I’m not entirely sure who buys these but evidently there are enough to warrant a Lincoln land yacht specialty shop.
Perhaps most interesting was this Lincoln Continental Mk V. There were many others but this one was the easiest to photograph. It’s hard to get across just how vast these cars are.
Those clear turn signal housings with an illuminated Lincoln logo are classy. Covered headlights are also cool.
Faux spare tire hump is perhaps less classy.
Vinyl top was in good condition. You can see a little rust bubble from trapped water, which seems to confirm this is an older respray. The interior was very good but the sun didn’t like my puny efforts to photograph it.
Just in case you didn’t understand that there were a lot of Lincolns. Four doors. Two doors. Town Cars. Continentals. Good shape. Bad shape. They had them all. And the random Ford Crown Victoria pictured.
I didn’t think GM cars were allowed here. The turd brown Continental with a not period correct metal flake agrees.
Poor Impala, surrounded by these curmudgeony old Fords and Lincolns.
I’ve always thought these older Panther platform Crown Victorias were quite good looking for what they were. This one has received a surprisingly restrained donk treatment.

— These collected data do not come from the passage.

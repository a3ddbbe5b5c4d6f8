//! cli
//!
//! Command-line interface layer for specdocs.
//!
//! # Responsibilities
//!
//! - Parse command-line arguments and global flags
//! - Set up diagnostic logging
//! - Delegate to command handlers
//!
//! # Architecture
//!
//! The CLI layer is thin. It parses arguments via clap, merges flag
//! overrides into the loaded configuration and dispatches to the
//! [`crate::engine`] for execution.

pub mod args;
pub mod commands;

pub use args::{Cli, Shell};

use crate::engine;
use anyhow::Result;
use tracing_subscriber::EnvFilter;

/// Run the CLI application.
///
/// This is the main entry point called from `main.rs`.
pub fn run() -> Result<()> {
    let cli = Cli::parse_args();
    init_tracing(cli.debug);

    let ctx = engine::Context {
        cwd: cli.cwd.clone(),
        config: cli.config.clone(),
        debug: cli.debug,
        quiet: cli.quiet,
    };

    commands::dispatch(cli.command, cli.generate, &ctx)
}

/// Install the stderr subscriber.
///
/// `--debug` shows this crate's debug events; otherwise `RUST_LOG` applies,
/// defaulting to warnings only.
fn init_tracing(debug: bool) {
    let filter = if debug {
        EnvFilter::new("specdocs=debug")
    } else {
        EnvFilter::try_from_default_env().unwrap_or_else(|_| EnvFilter::new("warn"))
    };

    // A subscriber may already be installed when embedded; keep it.
    let _ = tracing_subscriber::fmt()
        .with_env_filter(filter)
        .with_writer(std::io::stderr)
        .with_target(false)
        .try_init();
}
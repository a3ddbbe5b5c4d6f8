//! render
//!
//! Turning page contexts into page text.
//!
//! # Architecture
//!
//! The `PageRenderer` trait is the seam between emission and the template
//! engine. [`TemplateEnvironment`] is the production implementation backed
//! by a directory of Jinja-style templates; tests can substitute anything
//! that maps a role and a context to text.
//!
//! # Modules
//!
//! - [`context`]: the variables each page role exposes to its template
//! - [`templates`]: minijinja environment, filters and template lookup

pub mod context;
pub mod templates;

pub use context::PageContext;
pub use templates::{TemplateEnvironment, TemplateNames};

use std::path::PathBuf;

use thiserror::Error;

use crate::core::front_matter::Role;

/// Errors from page rendering.
#[derive(Debug, Error)]
pub enum RenderError {
    /// The templates directory does not exist.
    #[error("templates directory not found at {0}")]
    TemplatesMissing(PathBuf),

    /// A template failed to load or render.
    #[error("failed to render template '{template}': {source}")]
    Template {
        template: String,
        #[source]
        source: minijinja::Error,
    },
}

/// Renders one page per call.
pub trait PageRenderer {
    fn render(&self, role: Role, context: &PageContext<'_>) -> Result<String, RenderError>;
}
//! core::paths
//!
//! Centralized page-location routing for generated documentation.
//!
//! # Layout
//!
//! Relative to the output directory:
//! - root command -> `index.md`
//! - group -> `<group>/index.md`
//! - leaf under a group -> `<group>/<leaf>.md`
//! - leaf under the root -> `<leaf>.md`
//!
//! The same locations, prefixed by the site page root, are used as
//! navigation targets. No other module builds page file names.
//!
//! # Example
//!
//! ```
//! use specdocs::core::paths::PageLocation;
//! use std::path::PathBuf;
//!
//! let page = PageLocation::leaf_in_group("components", "list");
//! assert_eq!(page.relative_path(), PathBuf::from("components/list.md"));
//! assert_eq!(
//!     page.site_path("commands/cloudstatus"),
//!     "commands/cloudstatus/components/list.md"
//! );
//! ```

use std::fmt;
use std::path::{Path, PathBuf};

const INDEX: &str = "index.md";

/// A page's location below the output root.
#[derive(Debug, Clone, PartialEq, Eq, Hash, PartialOrd, Ord)]
pub struct PageLocation {
    segments: Vec<String>,
}

impl PageLocation {
    pub fn root_index() -> Self {
        Self {
            segments: vec![INDEX.to_string()],
        }
    }

    pub fn group_index(group: &str) -> Self {
        Self {
            segments: vec![group.to_string(), INDEX.to_string()],
        }
    }

    pub fn leaf_at_root(name: &str) -> Self {
        Self {
            segments: vec![format!("{}.md", name)],
        }
    }

    pub fn leaf_in_group(group: &str, name: &str) -> Self {
        Self {
            segments: vec![group.to_string(), format!("{}.md", name)],
        }
    }

    /// Path relative to the output directory.
    pub fn relative_path(&self) -> PathBuf {
        self.segments.iter().collect()
    }

    /// Absolute (or cwd-relative) file path under `output_dir`.
    pub fn file_path(&self, output_dir: &Path) -> PathBuf {
        output_dir.join(self.relative_path())
    }

    /// Forward-slash site path under `page_root`.
    pub fn site_path(&self, page_root: &str) -> String {
        let page_root = page_root.trim_matches('/');
        let relative = self.segments.join("/");
        if page_root.is_empty() {
            relative
        } else {
            format!("{}/{}", page_root, relative)
        }
    }
}

impl fmt::Display for PageLocation {
    fn fmt(&self, f: &mut fmt::Formatter<'_>) -> fmt::Result {
        write!(f, "{}", self.segments.join("/"))
    }
}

This old Corolla has been around the block and back and lived to tell about it. It belongs to a gas station employee based on its daily appearance at this spot guarding the ice cooler.
I didn’t know it was possible to wear out a car so quickly, but this mid 2010s Elantra is missing a doorhandle, has extreme plastic fading, and has one of the fluffiest wheel covers I’ve ever seen. How do they get in?
This rare Kia Rondo had car seats three across in the rear. There was not much room, but they fit. I’m impressed.
The apartment complex also had an surprising amount of one lane blind corners for two way traffic as well as an alarmingly dangerous goose, chicken, and other flightless bird infestation. I suspect fowl play.
There was also an Isuzu Oasis zooming around with no regard for the birds’ or anyone else’s safety, ignoring proper precaution around said single lane blind corners. Proceeding slowly I had some close calls and I don’t feel a rebadged first gen Odyssey would be more confidence inspiring.
Maroon crew
Rare Infiniti M45. This was a Nissan Gloria? IDK.
A real old timer. I don’t see many late 30s pickups on the road. Look at that cutesy GMC script!
A junkyard I may visit soon to scavenge some Volvo parts. I didn’t know this existed.